## WHAT IS NEEDED
Look through the entries below and count the lines with the word "FileRecord" in them; give only the number.

EXERCISE INPUT Block Start

//! # hubert-frontend
//!
//! Frame-level speech features from pretrained HuBERT encoders, in pure Rust
//! on [candle](https://github.com/huggingface/candle). The features feed
//! voice-conversion and singing-synthesis models.
//!
//! ## Features
//!
//! - **CPU inference** with optional MKL/Accelerate for faster BLAS operations
//! - **CUDA** and **Metal** support through candle
//! - **Soft units**: 256-channel HuBERT projection sparsified by a top-k gate
//! - **Temporal downsampling** by linear interpolation
//! - **Ensembles**: several encoders concatenated on the channel axis
//! - Weights from a local directory or the HuggingFace Hub
//!
//! ## Quick Start
//!
//! ```rust,ignore
//! use hubert_frontend::{AudioInput, ExecutionContext, ExtractorConfig, ExtractorRegistry};
//!
//! let ctx = ExecutionContext::auto()?;
//! let registry = ExtractorRegistry::with_builtins();
//!
//! let config = ExtractorConfig::from_json(r#"{"type": "ChineseHubert", "downsample": 2}"#)?;
//! let extractor = registry.build(&config, &ctx)?;
//!
//! // [1, 768, T / 2]
//! let features = extractor.extract(AudioInput::Path("speech.wav".as_ref()), &ctx)?;
//! ```
//!
//! ## Pipeline
//!
//! Every extractor runs the same stages:
//!
//! 1. **Preprocess**: decode to mono and resample to 16 kHz
//!    ([`audio::preprocess`]).
//!
//! 2. **Normalize**: zero-mean / unit-variance input values when the
//!    checkpoint's `preprocessor_config.json` asks for it
//!    ([`WaveformNormalizer`]).
//!
//! 3. **Encode**: HuBERT last hidden state, `[B, T, C]` at a 20 ms hop
//!    ([`models::HubertModel`]).
//!
//! 4. **Post-process**: top-k gating ([`TopKGate`]), channel concatenation
//!    ([`features::concat_channels`]) and temporal resampling
//!    ([`TemporalResampler`]), depending on the extractor.
//!
//! ## Extractors
//!
//! | Key | Output | Default weights |
//! |-----|--------|-----------------|
//! | `ChineseHubertSoft` | `[B, 256, T]`, `gate_size` non-zeros per frame | `chinese-hubert-soft-v1.ckpt` |
//! | `ChineseHubert` | `[B, 768, T / d]` | `TencentGameMate/chinese-hubert-base` |
//! | `EnsembleHubert` | `[B, 2048, T / d]` | `chinese-hubert-large` + `facebook/hubert-large-ll60k` |

pub mod audio;
pub mod config;
mod context;
mod error;
pub mod features;
pub mod hub;
pub mod models;
pub mod profiling;

use candle_core::{DType, Device};

/// Re-exports for convenience
pub use audio::{AudioBuffer, AudioInput, WaveformNormalizer};
pub use config::ExtractorConfig;
pub use context::ExecutionContext;
pub use error::{Error, Result};
pub use features::{
    ChineseHubert, ChineseHubertSoft, EnsembleHubert, ExtractorRegistry, FeatureExtractor,
    TemporalResampler, TopKGate, ZeroSumPolicy,
};
pub use hub::ModelPaths;
pub use models::{Encoder, HubertConfig, HubertModel, PreprocessorConfig};

/// Compute dtype for a device: BF16 on CUDA/Metal, F32 on CPU.
///
/// Features handed back to the caller are always F32.
pub fn compute_dtype_for_device(device: &Device) -> DType {
    if device.is_cuda() || device.is_metal() {
        DType::BF16
    } else {
        DType::F32
    }
}

/// Select the best available device: CUDA, then Metal, then CPU.
pub fn auto_device() -> Result<Device> {
    #[cfg(feature = "cuda")]
    {
        if let Ok(device) = Device::cuda_if_available(0) {
            if device.is_cuda() {
                tracing::info!("Using CUDA device");
                return Ok(device);
            }
        }
    }

    #[cfg(feature = "metal")]
    {
        if let Ok(device) = Device::new_metal(0) {
            tracing::info!("Using Metal device");
            return Ok(device);
        }
    }

    tracing::info!("Using CPU device");
    Ok(Device::Cpu)
}

/// Parse a device string into a [`Device`].
///
/// Supported formats:
/// - `"auto"`: best available device
/// - `"cpu"`
/// - `"cuda"` or `"cuda:N"`
/// - `"metal"`
pub fn parse_device(device_str: &str) -> Result<Device> {
    match device_str.to_lowercase().as_str() {
        "auto" => auto_device(),
        "cpu" => Ok(Device::Cpu),
        s if s.starts_with("cuda") => {
            #[cfg(feature = "cuda")]
            {
                let ordinal: usize = match s.strip_prefix("cuda:") {
                    Some(idx) => idx
                        .parse()
                        .map_err(|e| Error::Config(format!("invalid CUDA device index: {e}")))?,
                    None => 0,
                };
                Ok(Device::cuda_if_available(ordinal)?)
            }
            #[cfg(not(feature = "cuda"))]
            Err(Error::Config(format!(
                "'{s}' requested but CUDA support is not compiled in. Rebuild with: cargo build --features cuda"
            )))
        }
        "metal" => {
            #[cfg(feature = "metal")]
            {
                Ok(Device::new_metal(0)?)
            }
            #[cfg(not(feature = "metal"))]
            Err(Error::Config(
                "Metal support is not compiled in. Rebuild with: cargo build --features metal"
                    .into(),
            ))
        }
        other => Err(Error::Config(format!(
            "unknown device '{other}'. Supported: auto, cpu, cuda, cuda:N, metal"
        ))),
    }
}

/// Human-readable label for a [`Device`].
pub fn device_info(device: &Device) -> String {
    match device {
        Device::Cpu => "CPU".to_string(),
        Device::Cuda(_) => "CUDA".to_string(),
        Device::Metal(_) => "Metal".to_string(),
    }
}
//! Data models and types for the shell.
//!
//! Contains domain types for:
//! - [`FileNode`], [`NodeKind`], [`NodeType`] - Virtual filesystem representation
//! - [`HistoryEntry`], [`ExecState`] - Terminal session types

mod filesystem;
mod terminal;

pub use filesystem::{FileNode, FileRevision, NodeKind, NodeType, language_for, new_id};
pub use terminal::{EntryKind, ExecState, HistoryEntry, RecallDirection};
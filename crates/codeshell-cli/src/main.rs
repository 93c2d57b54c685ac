use std::process::ExitCode;

use clap::Parser;
use codeshell_cli::Cli;

#[tokio::main(flavor = "current_thread")]
async fn main() -> ExitCode {
    match codeshell_cli::run(Cli::parse()).await {
        Ok(code) => code,
        Err(e) => {
            eprintln!("Error: {:#}", e);
            ExitCode::FAILURE
        }
    }
}
//! JSON file persistence.
//!
//! The whole store lives in one pretty-printed JSON document. Records are
//! kept in a [`MemoryStore`] and the document is rewritten after every
//! write, through a temporary file renamed over the original.

use std::io::ErrorKind;
use std::path::{Path, PathBuf};

use async_trait::async_trait;
use codeshell_core::core::{
    FileRecord, FolderRecord, MemoryStore, PersistenceError, PersistenceStore, StoreSnapshot,
};

pub struct JsonFileStore {
    path: PathBuf,
    inner: MemoryStore,
}

impl JsonFileStore {
    /// Open the document at `path`. A missing file is an empty store.
    pub async fn open(path: impl Into<PathBuf>) -> Result<Self, PersistenceError> {
        let path = path.into();
        let snapshot = match tokio::fs::read_to_string(&path).await {
            Ok(text) => serde_json::from_str::<StoreSnapshot>(&text)?,
            Err(e) if e.kind() == ErrorKind::NotFound => StoreSnapshot::default(),
            Err(e) => return Err(e.into()),
        };
        tracing::debug!(
            path = %path.display(),
            folders = snapshot.folders.len(),
            files = snapshot.files.len(),
            "opened store"
        );
        Ok(Self {
            path,
            inner: MemoryStore::from_snapshot(snapshot),
        })
    }

    pub fn path(&self) -> &Path {
        &self.path
    }

    /// Ids of sessions with a persisted command log.
    pub fn session_ids(&self) -> Vec<String> {
        self.inner.to_snapshot().command_logs.into_keys().collect()
    }

    async fn flush(&self) -> Result<(), PersistenceError> {
        let json = serde_json::to_string_pretty(&self.inner.to_snapshot())?;
        if let Some(parent) = self.path.parent() {
            if !parent.as_os_str().is_empty() {
                tokio::fs::create_dir_all(parent).await?;
            }
        }
        let tmp = self.path.with_extension("json.tmp");
        tokio::fs::write(&tmp, json).await?;
        tokio::fs::rename(&tmp, &self.path).await?;
        Ok(())
    }
}

#[async_trait]
impl PersistenceStore for JsonFileStore {
    async fn get_file(&self, path: &str) -> Result<Option<FileRecord>, PersistenceError> {
        self.inner.get_file(path).await
    }

    async fn save_file(&self, record: &FileRecord) -> Result<(), PersistenceError> {
        self.inner.save_file(record).await?;
        self.flush().await
    }

    async fn delete_file(&self, path: &str) -> Result<(), PersistenceError> {
        self.inner.delete_file(path).await?;
        self.flush().await
    }

    async fn get_folder(&self, path: &str) -> Result<Option<FolderRecord>, PersistenceError> {
        self.inner.get_folder(path).await
    }

    async fn save_folder(&self, record: &FolderRecord) -> Result<(), PersistenceError> {
        self.inner.save_folder(record).await?;
        self.flush().await
    }

    async fn delete_folder(&self, id: &str) -> Result<(), PersistenceError> {
        self.inner.delete_folder(id).await?;
        self.flush().await
    }

    async fn list_all_folders(&self) -> Result<Vec<FolderRecord>, PersistenceError> {
        self.inner.list_all_folders().await
    }

    async fn list_all_files(&self) -> Result<Vec<FileRecord>, PersistenceError> {
        self.inner.list_all_files().await
    }

    async fn load_command_log(&self, session_id: &str) -> Result<Vec<String>, PersistenceError> {
        self.inner.load_command_log(session_id).await
    }

    async fn save_command_log(
        &self,
        session_id: &str,
        lines: &[String],
    ) -> Result<(), PersistenceError> {
        self.inner.save_command_log(session_id, lines).await?;
        self.flush().await
    }

    async fn delete_command_log(&self, session_id: &str) -> Result<(), PersistenceError> {
        self.inner.delete_command_log(session_id).await?;
        self.flush().await
    }
}
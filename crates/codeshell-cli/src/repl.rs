//! Interactive loop over several terminal sessions.
//!
//! Lines starting with `:` manage sessions; everything else is submitted to
//! the active session.

use codeshell_core::config::ShellConfig;
use codeshell_core::core::{
    AutocompleteResult, PersistenceStore, SessionManager, Workspace, autocomplete, get_hint,
};
use tokio::io::{AsyncBufReadExt, AsyncWriteExt, BufReader};

const META_HELP: &str = "\
:new [name]     open a new session
:sessions       list sessions
:switch <n>     make session n active
:rename <name>  rename the active session
:close          close the active session
:complete <text> show completions for text
:quit           leave";

/// What the loop should do after a line.
#[derive(Debug, PartialEq, Eq)]
pub enum Flow {
    Continue,
    /// The active session streams output and wants to be driven
    Stream,
    Quit,
}

#[derive(Debug, PartialEq, Eq)]
enum Meta<'a> {
    New(Option<&'a str>),
    Sessions,
    Switch(&'a str),
    Rename(&'a str),
    Close,
    Complete(&'a str),
    Help,
    Quit,
    Unknown(&'a str),
}

impl<'a> Meta<'a> {
    fn parse(line: &'a str) -> Option<Self> {
        let rest = line.strip_prefix(':')?;
        let (name, arg) = match rest.split_once(' ') {
            Some((name, arg)) => (name, arg.trim()),
            None => (rest, ""),
        };
        let meta = match name {
            "new" => Meta::New(Some(arg).filter(|a| !a.is_empty())),
            "sessions" | "ls" => Meta::Sessions,
            "switch" => Meta::Switch(arg),
            "rename" => Meta::Rename(arg),
            "close" => Meta::Close,
            "complete" => Meta::Complete(rest.get(name.len() + 1..).unwrap_or("")),
            "help" => Meta::Help,
            "quit" | "q" | "exit" => Meta::Quit,
            other => Meta::Unknown(other),
        };
        Some(meta)
    }
}

pub struct Repl<S> {
    manager: SessionManager,
    workspace: Workspace<S>,
    active: String,
}

impl<S: PersistenceStore> Repl<S> {
    /// Restore `session_ids` (or open one fresh session when empty).
    pub async fn start(
        config: ShellConfig,
        workspace: Workspace<S>,
        session_ids: Vec<String>,
    ) -> anyhow::Result<Self> {
        let mut manager = SessionManager::new(config);
        for (i, id) in session_ids.iter().enumerate() {
            let name = format!("Terminal {}", i + 1);
            manager
                .restore_session(id, &name, workspace.store())
                .await?;
        }
        let active = match manager.list_sessions().first() {
            Some(session) => session.id().to_string(),
            None => manager.create_session(None),
        };
        Ok(Self {
            manager,
            workspace,
            active,
        })
    }

    pub fn manager(&self) -> &SessionManager {
        &self.manager
    }

    pub fn workspace(&self) -> &Workspace<S> {
        &self.workspace
    }

    pub fn active_id(&self) -> &str {
        &self.active
    }

    pub fn prompt(&self) -> String {
        match self.manager.get(&self.active) {
            Ok(session) => format!("[{}] {} ", session.name(), session.prompt()),
            Err(_) => "> ".to_string(),
        }
    }

    /// Handle one input line, pushing what should be printed to `out`.
    pub async fn handle_line(
        &mut self,
        line: &str,
        out: &mut Vec<String>,
    ) -> anyhow::Result<Flow> {
        if let Some(meta) = Meta::parse(line.trim_start()) {
            return self.handle_meta(meta, out).await;
        }

        let outcome = self
            .manager
            .submit(&self.active, &mut self.workspace, line)
            .await?;
        out.extend(outcome.output_lines);
        if outcome.error.is_some() {
            let session = self.manager.get(&self.active)?;
            if let Some(entry) = session.history().last() {
                out.push(entry.content.clone());
            }
        }
        Ok(if outcome.streaming {
            Flow::Stream
        } else {
            Flow::Continue
        })
    }

    async fn handle_meta(&mut self, meta: Meta<'_>, out: &mut Vec<String>) -> anyhow::Result<Flow> {
        match meta {
            Meta::New(name) => {
                self.active = self.manager.create_session(name);
                let session = self.manager.get(&self.active)?;
                out.push(format!("opened {}", session.name()));
                out.extend(session.history().iter().map(|e| e.content.clone()));
            }
            Meta::Sessions => {
                for (i, session) in self.manager.list_sessions().iter().enumerate() {
                    let marker = if session.id() == self.active { '*' } else { ' ' };
                    out.push(format!(
                        "{} {}  {}  {}",
                        marker,
                        i + 1,
                        session.name(),
                        session.current_dir()
                    ));
                }
            }
            Meta::Switch(arg) => {
                let index = arg.parse::<usize>().ok().filter(|n| *n >= 1);
                match index.and_then(|n| self.manager.list_sessions().get(n - 1)) {
                    Some(session) => {
                        self.active = session.id().to_string();
                        out.push(format!("switched to {}", session.name()));
                    }
                    None => out.push(format!(":switch: no session '{}'", arg)),
                }
            }
            Meta::Rename(name) if name.is_empty() => out.push(":rename: missing name".into()),
            Meta::Rename(name) => {
                self.manager.rename_session(&self.active, name)?;
            }
            Meta::Close => {
                let closing = self.active.clone();
                self.manager
                    .close_session(&closing, self.workspace.store())
                    .await?;
                self.active = match self.manager.list_sessions().last() {
                    Some(session) => session.id().to_string(),
                    None => self.manager.create_session(None),
                };
                let session = self.manager.get(&self.active)?;
                out.push(format!("now in {}", session.name()));
            }
            Meta::Complete(text) => {
                let session = self.manager.get(&self.active)?;
                let tree = self.workspace.tree();
                match autocomplete(text, session.current_dir(), tree) {
                    AutocompleteResult::Single(line) => out.push(line),
                    AutocompleteResult::Multiple(line, options) => {
                        out.push(line);
                        out.push(options.join("  "));
                    }
                    AutocompleteResult::None => {
                        if let Some(hint) = get_hint(text, session.current_dir(), tree) {
                            out.push(format!("{}{}", text, hint));
                        }
                    }
                }
            }
            Meta::Help => out.extend(META_HELP.lines().map(str::to_string)),
            Meta::Quit => return Ok(Flow::Quit),
            Meta::Unknown(name) => {
                out.push(format!("unknown meta-command ':{}' (try :help)", name))
            }
        }
        Ok(Flow::Continue)
    }

    /// Drive the active session's stream until it ends or Ctrl+C.
    pub async fn drive_active(&mut self) -> anyhow::Result<()> {
        let id = self.active.clone();
        let finished = tokio::select! {
            result = self.manager.drive(&id, |line| println!("{}", line)) => {
                result?;
                true
            }
            _ = tokio::signal::ctrl_c() => false,
        };
        if !finished {
            self.manager.interrupt(&id)?;
            println!("^C");
        }
        Ok(())
    }

    /// Read lines from stdin until EOF or `:quit`.
    pub async fn run(&mut self) -> anyhow::Result<()> {
        let mut stdout = tokio::io::stdout();
        let mut lines = BufReader::new(tokio::io::stdin()).lines();

        let session = self.manager.get(&self.active)?;
        for entry in session.history().iter() {
            stdout.write_all(format!("{}\n", entry.content).as_bytes()).await?;
        }

        loop {
            stdout.write_all(self.prompt().as_bytes()).await?;
            stdout.flush().await?;
            let Some(line) = lines.next_line().await? else {
                break;
            };
            let mut out = Vec::new();
            let flow = self.handle_line(&line, &mut out).await?;
            for text in out {
                stdout.write_all(format!("{}\n", text).as_bytes()).await?;
            }
            match flow {
                Flow::Continue => {}
                Flow::Stream => {
                    stdout.flush().await?;
                    self.drive_active().await?;
                }
                Flow::Quit => break,
            }
        }
        stdout.flush().await?;
        Ok(())
    }
}

#[cfg(test)]
mod tests {
    use super::*;
    use codeshell_core::core::MemoryStore;

    async fn repl() -> Repl<MemoryStore> {
        let workspace = Workspace::load_or_seed(MemoryStore::new()).await.unwrap();
        Repl::start(ShellConfig::default(), workspace, Vec::new())
            .await
            .unwrap()
    }

    async fn lines(repl: &mut Repl<MemoryStore>, line: &str) -> Vec<String> {
        let mut out = Vec::new();
        repl.handle_line(line, &mut out).await.unwrap();
        out
    }

    #[test]
    fn test_meta_parse() {
        assert_eq!(Meta::parse("ls"), None);
        assert_eq!(Meta::parse(":new build"), Some(Meta::New(Some("build"))));
        assert_eq!(Meta::parse(":new"), Some(Meta::New(None)));
        assert_eq!(Meta::parse(":switch 2"), Some(Meta::Switch("2")));
        assert_eq!(Meta::parse(":complete cd co"), Some(Meta::Complete("cd co")));
        assert_eq!(Meta::parse(":bogus"), Some(Meta::Unknown("bogus")));
    }

    #[tokio::test]
    async fn test_commands_and_errors() {
        let mut repl = repl().await;
        assert_eq!(lines(&mut repl, "pwd").await, vec!["/src"]);
        assert_eq!(
            lines(&mut repl, "cat nope.txt").await,
            vec!["cat: no such file or directory: /src/nope.txt"]
        );
    }

    #[tokio::test]
    async fn test_session_meta_commands() {
        let mut repl = repl().await;
        let first = repl.active_id().to_string();
        lines(&mut repl, ":new build").await;
        lines(&mut repl, "cd /").await;
        assert_eq!(repl.manager().len(), 2);

        let listing = lines(&mut repl, ":sessions").await;
        assert_eq!(listing, vec!["  1  Terminal 1  /src", "* 2  build  /"]);

        lines(&mut repl, ":switch 1").await;
        assert_eq!(repl.active_id(), first);
        lines(&mut repl, ":rename main").await;
        assert!(repl.prompt().starts_with("[main] developer:/src$"));

        lines(&mut repl, ":close").await;
        assert_eq!(repl.manager().len(), 1);
        assert!(repl.prompt().starts_with("[build]"));
        assert_eq!(
            lines(&mut repl, ":switch 9").await,
            vec![":switch: no session '9'"]
        );
    }

    #[tokio::test]
    async fn test_complete_meta() {
        let mut repl = repl().await;
        assert_eq!(lines(&mut repl, ":complete cat App").await, vec!["cat App.jsx "]);
        assert_eq!(lines(&mut repl, ":quit").await, Vec::<String>::new());
    }

    #[tokio::test]
    async fn test_stream_flow() {
        let mut repl = repl().await;
        let mut out = Vec::new();
        let flow = repl.handle_line("npm start", &mut out).await.unwrap();
        assert_eq!(flow, Flow::Stream);
        let flow = repl.handle_line(":quit", &mut out).await.unwrap();
        assert_eq!(flow, Flow::Quit);
    }
}
//! Command execution result types.

use crate::core::error::ErrorKind;

/// Result of running a single command.
#[derive(Clone, Debug, Default, PartialEq, Eq)]
pub struct CommandResult {
    /// Output lines, printed or fed to the next pipe stage
    pub output: Vec<String>,
    /// Lines to emit one per tick instead of at once
    pub stream: Option<Vec<String>>,
}

impl CommandResult {
    /// Create a result with just output.
    pub fn output(lines: Vec<String>) -> Self {
        Self {
            output: lines,
            stream: None,
        }
    }

    /// Create a single-line result.
    pub fn line(line: impl Into<String>) -> Self {
        Self::output(vec![line.into()])
    }

    /// Create a result that streams `lines`.
    pub fn stream(lines: Vec<String>) -> Self {
        Self {
            output: Vec::new(),
            stream: Some(lines),
        }
    }

    /// Create an empty result.
    pub fn empty() -> Self {
        Self::default()
    }

    /// Output as one text, as written by a redirect or read by a pipe.
    pub fn text(&self) -> String {
        match &self.stream {
            Some(lines) => lines.join("\n"),
            None => self.output.join("\n"),
        }
    }
}

/// Outcome of submitting one command line to a session.
#[derive(Clone, Debug, Default, PartialEq, Eq)]
pub struct ExecOutcome {
    /// Output lines appended to history by this submission
    pub output_lines: Vec<String>,
    pub error: Option<ErrorKind>,
    /// Whether the session now streams output and wants ticks
    pub streaming: bool,
}

impl ExecOutcome {
    pub fn is_ok(&self) -> bool {
        self.error.is_none()
    }

    pub(crate) fn failed(kind: ErrorKind) -> Self {
        Self {
            error: Some(kind),
            ..Self::default()
        }
    }
}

EXERCISE INPUT Block End

## ANSWER FOR THE TASK
4